Friday, October 2, 2015

Polymorphism for dummies

This tutorial explains how polymorphism is implemented under the hood in Haskell using the least technical terms possible.

The simplest example of a polymorphic function is the identity function:

id :: a -> a
id x = x

The identity function works on any type of value. For example, I can apply id to an Int or to a String:

$ ghci
Prelude> id 4
4
Prelude> id "Test"
"Test"

Under the hood, the id function actually takes two arguments, not one.

-- Under the hood:

id :: forall a . a -> a
id @a x = x

The first argument of id (the @a) is the same as the a in the type signature of id. The type of the second argument (x) can refer to the value of the first argument (the @a).

If you don't believe me, you can prove this yourself by just taking the following module:

module Id where

import Prelude hiding (id)

id :: a -> a
id x = x

... and ask ghc to output the low-level "core" representation of the above id function:

$ ghc -ddump-simpl id.hs
[1 of 1] Compiling Id               ( id.hs, id.o )

==================== Tidy Core ====================
Result size of Tidy Core = {terms: 4, types: 5, coercions: 0}

Id.id :: forall a_apw. a_apw -> a_apw
[GblId, Arity=1, Caf=NoCafRefs, Str=DmdType]
Id.id = \ (@ a_aHC) (x_apx :: a_aHC) -> x_apx

The key part is the last line, which if you clean up looks like this:

id = \(@a) (x :: a) -> x

ghc prefixes types with @ when using them as function arguments.

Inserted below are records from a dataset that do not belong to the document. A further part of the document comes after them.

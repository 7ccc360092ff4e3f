use axum::{extract::State, http::StatusCode, response::IntoResponse};

use crate::app::AppState;

pub(crate) async fn exporter(State(state): State<AppState>) -> impl IntoResponse {
    (StatusCode::OK, state.telemetry().render_prometheus()).into_response()
}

In other words, every time we "generalize" a function (i.e. make it more polymorphic), we add a new hidden argument to that function corresponding to the polymorphic type.

Specialization

We can "specialize" id to a narrower type that is less polymorphic (a.k.a. "monomorphic"):

idString :: String -> String
idString = id

Under the hood, what actually happened was that we applied the id function to the String type, like this:

-- Under the hood:

idString :: String -> String
idString = id @String

We can prove this ourselves by taking this module:

module Id where

import Prelude hiding (id)

id :: a -> a
id x = x

idString :: String -> String
idString = id

... and studying the core that this module generates:

$ ghc -ddump-simpl id.hs
[1 of 1] Compiling Id               ( id.hs, id.o )

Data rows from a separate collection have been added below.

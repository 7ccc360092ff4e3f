pub(crate) mod error;
pub(crate) mod health;
pub(crate) mod jobs;
pub(crate) mod metrics;
pub(crate) mod novelty;
pub(crate) mod rankings;
pub(crate) mod weights;

use axum::{
    Router,
    routing::{get, post, put},
};
use tower_http::trace::TraceLayer;

use crate::app::AppState;

pub(crate) fn router(state: AppState) -> Router {
    Router::new()
        .route("/health/ready", get(health::ready))
        .route("/health/live", get(health::live))
        .route("/metrics", get(metrics::exporter))
        .route(
            "/v1/weight-configs",
            get(weights::list).post(weights::save),
        )
        .route("/v1/weight-configs/active", get(weights::active))
        .route(
            "/v1/weight-configs/{id}",
            get(weights::get_one)
                .patch(weights::update)
                .delete(weights::delete),
        )
        .route(
            "/v1/weight-configs/{id}/weights",
            put(weights::replace_weights),
        )
        .route("/v1/weight-configs/{id}/activate", post(weights::activate))
        .route(
            "/v1/weight-configs/{id}/recompute",
            post(weights::recompute),
        )
        .route("/v1/jobs", get(jobs::list))
        .route("/v1/jobs/stats", get(jobs::stats))
        .route("/v1/jobs/{id}", get(jobs::get_one))
        .route("/v1/jobs/{id}/cancel", post(jobs::cancel))
        .route(
            "/v1/novelty-config",
            get(novelty::get_config).put(novelty::save),
        )
        .route("/v1/rankings", get(rankings::list))
        .layer(TraceLayer::new_for_http())
        .with_state(state)
}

==================== Tidy Core ====================
Result size of Tidy Core = {terms: 6, types: 8, coercions: 0}

Id.id :: forall a_apx. a_apx -> a_apx
[GblId, Arity=1, Caf=NoCafRefs, Str=DmdType]
Id.id = \ (@ a_aHL) (x_apy :: a_aHL) -> x_apy

Id.idString :: GHC.Base.String -> GHC.Base.String
[GblId, Arity=1, Caf=NoCafRefs, Str=DmdType]
Id.idString = Id.id @ GHC.Base.String

If we clean up the last line, we get:

idString = id @String

In other words, every time we "specialize" a function (i.e. make it less polymorphic), we apply it to a hidden type argument. Again, ghc prefixes types with @ when using them as values.

So back in the REPL, when we ran code like this:

>>> id 4
4
>>> id "Test"
"Test"

... ghc was implicitly inserting hidden type arguments for us, like this:

>>> id @Int 4
4
>>> id @String "Test"

Conclusion

That's it! There's really nothing more to it than that.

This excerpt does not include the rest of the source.